Peut-on courir la chance de pertes pareilles lorsque les forces navales dont un grand pays dispose ne se composent que d’un petit nombre de cuirassés, qu’il faut des années pour reconstruire ou pour réparer ? Le bombardement d’Alexandrie a montré encore que, si la grosse artillerie d’un cuirassé risquait d’être rapidement réduite à l’impuissance par la résistance des forts, la seule arme qui pût leur causer un grave dommage était la petite artillerie portée sur des navires rapides. Voyant que le feu du fort Marabout inquiétait la division intérieure, le commandant de la canonnière le Condor profita du faible tirant d’eau de son navire pour se porter en avant, de manière à ranger le fort et à engager la lutte en présentant la plus petite surface possible aux coups de l’ennemi.

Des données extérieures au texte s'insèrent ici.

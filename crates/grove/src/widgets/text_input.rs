//! Text field events and commands.

use serde::Serialize;

use crate::core::{
    command::Command,
    event::{EventEmitter, NativeEvent, names},
    id::Tag,
    native::{AttributeId, AttributeValue},
};

/// Payload of `change` and `submitEditing`.
#[derive(Debug, Clone, PartialEq, Serialize)]
#[serde(rename_all = "camelCase")]
struct TextPayload<'a> {
    /// Current contents.
    text: &'a str,
    /// Number of changes so far.
    event_count: i64,
    /// Emitting tag.
    target: Tag,
}

/// Selection range.
#[derive(Debug, Clone, Copy, PartialEq, Serialize)]
struct Selection {
    /// Start offset.
    start: u32,
    /// End offset.
    end: u32,
}

/// Payload of `selectionChange`.
#[derive(Debug, Clone, Copy, PartialEq, Serialize)]
struct SelectionPayload {
    /// New selection.
    selection: Selection,
    /// Emitting tag.
    target: Tag,
}

/// Payload of `focus` and `blur`.
#[derive(Debug, Clone, Copy, PartialEq, Serialize)]
struct TargetPayload {
    /// Emitting tag.
    target: Tag,
}

/// Text field behaviour.
#[derive(Debug, Clone, Default)]
pub struct TextInputBehavior {
    /// Changes seen so far. Commands carrying an older count are stale.
    event_count: i64,
    /// Last known contents.
    text: String,
    /// Focus state.
    focused: bool,
}

impl TextInputBehavior {
    /// Construct an empty behaviour.
    pub fn new() -> Self {
        Self::default()
    }

    /// Changes seen so far.
    pub fn event_count(&self) -> i64 {
        self.event_count
    }

    /// Last known contents.
    pub fn text(&self) -> &str {
        &self.text
    }

    /// Is the field focused?
    pub fn is_focused(&self) -> bool {
        self.focused
    }

    /// Handle a native event, emitting through `emitter` if present.
    pub fn on_event(&mut self, tag: Tag, emitter: Option<&EventEmitter>, event: &NativeEvent) {
        match event {
            NativeEvent::TextChange { text } => {
                self.event_count += 1;
                self.text.clone_from(text);
                if let Some(e) = emitter {
                    e.dispatch_serialized(
                        names::CHANGE,
                        &TextPayload {
                            text,
                            event_count: self.event_count,
                            target: tag,
                        },
                    );
                }
            }
            NativeEvent::SelectionChange { start, end } => {
                if let Some(e) = emitter {
                    e.dispatch_serialized(
                        names::SELECTION_CHANGE,
                        &SelectionPayload {
                            selection: Selection {
                                start: *start,
                                end: *end,
                            },
                            target: tag,
                        },
                    );
                }
            }
            NativeEvent::Submit => {
                if let Some(e) = emitter {
                    e.dispatch_serialized(
                        names::SUBMIT_EDITING,
                        &TextPayload {
                            text: &self.text,
                            event_count: self.event_count,
                            target: tag,
                        },
                    );
                }
            }
            NativeEvent::Focus | NativeEvent::Blur => {
                let focus = matches!(event, NativeEvent::Focus);
                self.focused = focus;
                if let Some(e) = emitter {
                    let name = if focus { names::FOCUS } else { names::BLUR };
                    e.dispatch_serialized(name, &TargetPayload { target: tag });
                }
            }
            other => tracing::debug!("{tag}: text input ignores {other:?}"),
        }
    }

    /// Attribute writes for a command. Unsupported commands and stale
    /// updates produce none.
    pub fn on_command(&mut self, tag: Tag, command: &Command) -> Vec<(AttributeId, AttributeValue)> {
        match command {
            Command::Focus => vec![(AttributeId::TextInputFocus, AttributeValue::flag(true))],
            Command::Blur => vec![(AttributeId::TextInputFocus, AttributeValue::flag(false))],
            Command::SetTextAndSelection {
                event_count,
                text,
                start,
                end,
            } => {
                if *event_count < self.event_count {
                    tracing::debug!(
                        "{tag}: stale setTextAndSelection ({event_count} < {})",
                        self.event_count
                    );
                    return Vec::new();
                }
                let mut out = Vec::new();
                if let Some(text) = text {
                    self.text.clone_from(text);
                    out.push((AttributeId::TextInputText, AttributeValue::text(text.clone())));
                }
                if *start >= 0 && *end >= 0 {
                    out.push((
                        AttributeId::TextInputSelection,
                        AttributeValue::Numbers(vec![*start as f32, *end as f32]),
                    ));
                }
                out
            }
            other => {
                tracing::warn!("{tag}: text input does not support {other:?}");
                Vec::new()
            }
        }
    }
}
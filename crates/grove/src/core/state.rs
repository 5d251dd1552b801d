//! State snapshots.
//!
//! State is versioned independently of props. The scroll offset is written
//! back through the renderer bridge so it survives remounts; text layout
//! results arrive from the external shaping pass.

use crate::{
    core::{id::Tag, layout::LayoutDirection, native::ObjectHandle, props::WidgetKind},
    geom::{Point, Rect},
};

/// What an inline fragment renders.
#[derive(Debug, Clone, PartialEq)]
pub enum FragmentKind {
    /// A run of text.
    Text(String),
    /// An embedded child instance, identified by the fragment tag.
    Attachment,
}

/// One inline fragment of a text block.
#[derive(Debug, Clone, PartialEq)]
pub struct Fragment {
    /// Tag of the shadow node the fragment came from.
    pub tag: Tag,
    /// Fragment contents.
    pub kind: FragmentKind,
    /// Glyph-run rectangles in the text block's local coordinates. A wrapped
    /// fragment has one per line.
    pub rects: Vec<Rect>,
}

impl Fragment {
    /// A text fragment.
    pub fn text(tag: impl Into<Tag>, text: impl Into<String>, rects: Vec<Rect>) -> Self {
        Self {
            tag: tag.into(),
            kind: FragmentKind::Text(text.into()),
            rects,
        }
    }

    /// An attachment fragment for the child instance with `tag`.
    pub fn attachment(tag: impl Into<Tag>, rect: Rect) -> Self {
        Self {
            tag: tag.into(),
            kind: FragmentKind::Attachment,
            rects: vec![rect],
        }
    }

    /// Is this an embedded child?
    pub fn is_attachment(&self) -> bool {
        matches!(self.kind, FragmentKind::Attachment)
    }
}

/// Shaped text layout.
#[derive(Debug, Clone, PartialEq, Default)]
pub struct TextState {
    /// Fragments in logical order.
    pub fragments: Vec<Fragment>,
    /// Paragraph writing direction.
    pub direction: LayoutDirection,
    /// Shaped paragraph handed to the native text node.
    pub paragraph: Option<ObjectHandle>,
}

/// A state snapshot.
#[derive(Debug, Clone, PartialEq)]
pub enum State {
    /// Persisted scroll position.
    Scroll {
        /// Content offset.
        content_offset: Point,
    },
    /// Text layout.
    Text(TextState),
}

impl State {
    /// The widget kind this state belongs to.
    pub fn kind(&self) -> WidgetKind {
        match self {
            Self::Scroll { .. } => WidgetKind::Scroll,
            Self::Text(_) => WidgetKind::Text,
        }
    }
}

Celui-ci concentra son feu sur la canonnière, mais, en dépit de tous ses efforts, il ne parvint jamais à l’atteindre sérieusement. Le commandant du Condor avait placé une mitrailleuse Nordenfeldt, empruntée à l’Inflexible, dans la hune de sa misaine et le canon de sa chaloupe dans la grande hune, tandis qu’un appareil à lancer des fusées était installé sur le beaupré. Avec ces diverses armes, il fit tirer sur les embrasures des forts. Les coups de la mitrailleuse surtout causèrent de tels ravages parmi les servans des pièces que ceux-ci commencèrent à prendre la fuite ; bientôt trois autres canonnières se portèrent au secours du Condor et, suivant la même tactique que lui, parvinrent à réduire rapidement au silence l’artillerie du fort Marabout. Frappé de ce succès, l’amiral Seymour s’empressa d’appeler les quatre canonnières à coopérer au bombardement du fort du Mex, que ses ouvrages en terre rendaient plus résistant que les forts en pierre à l’action des gros canons des cuirassés.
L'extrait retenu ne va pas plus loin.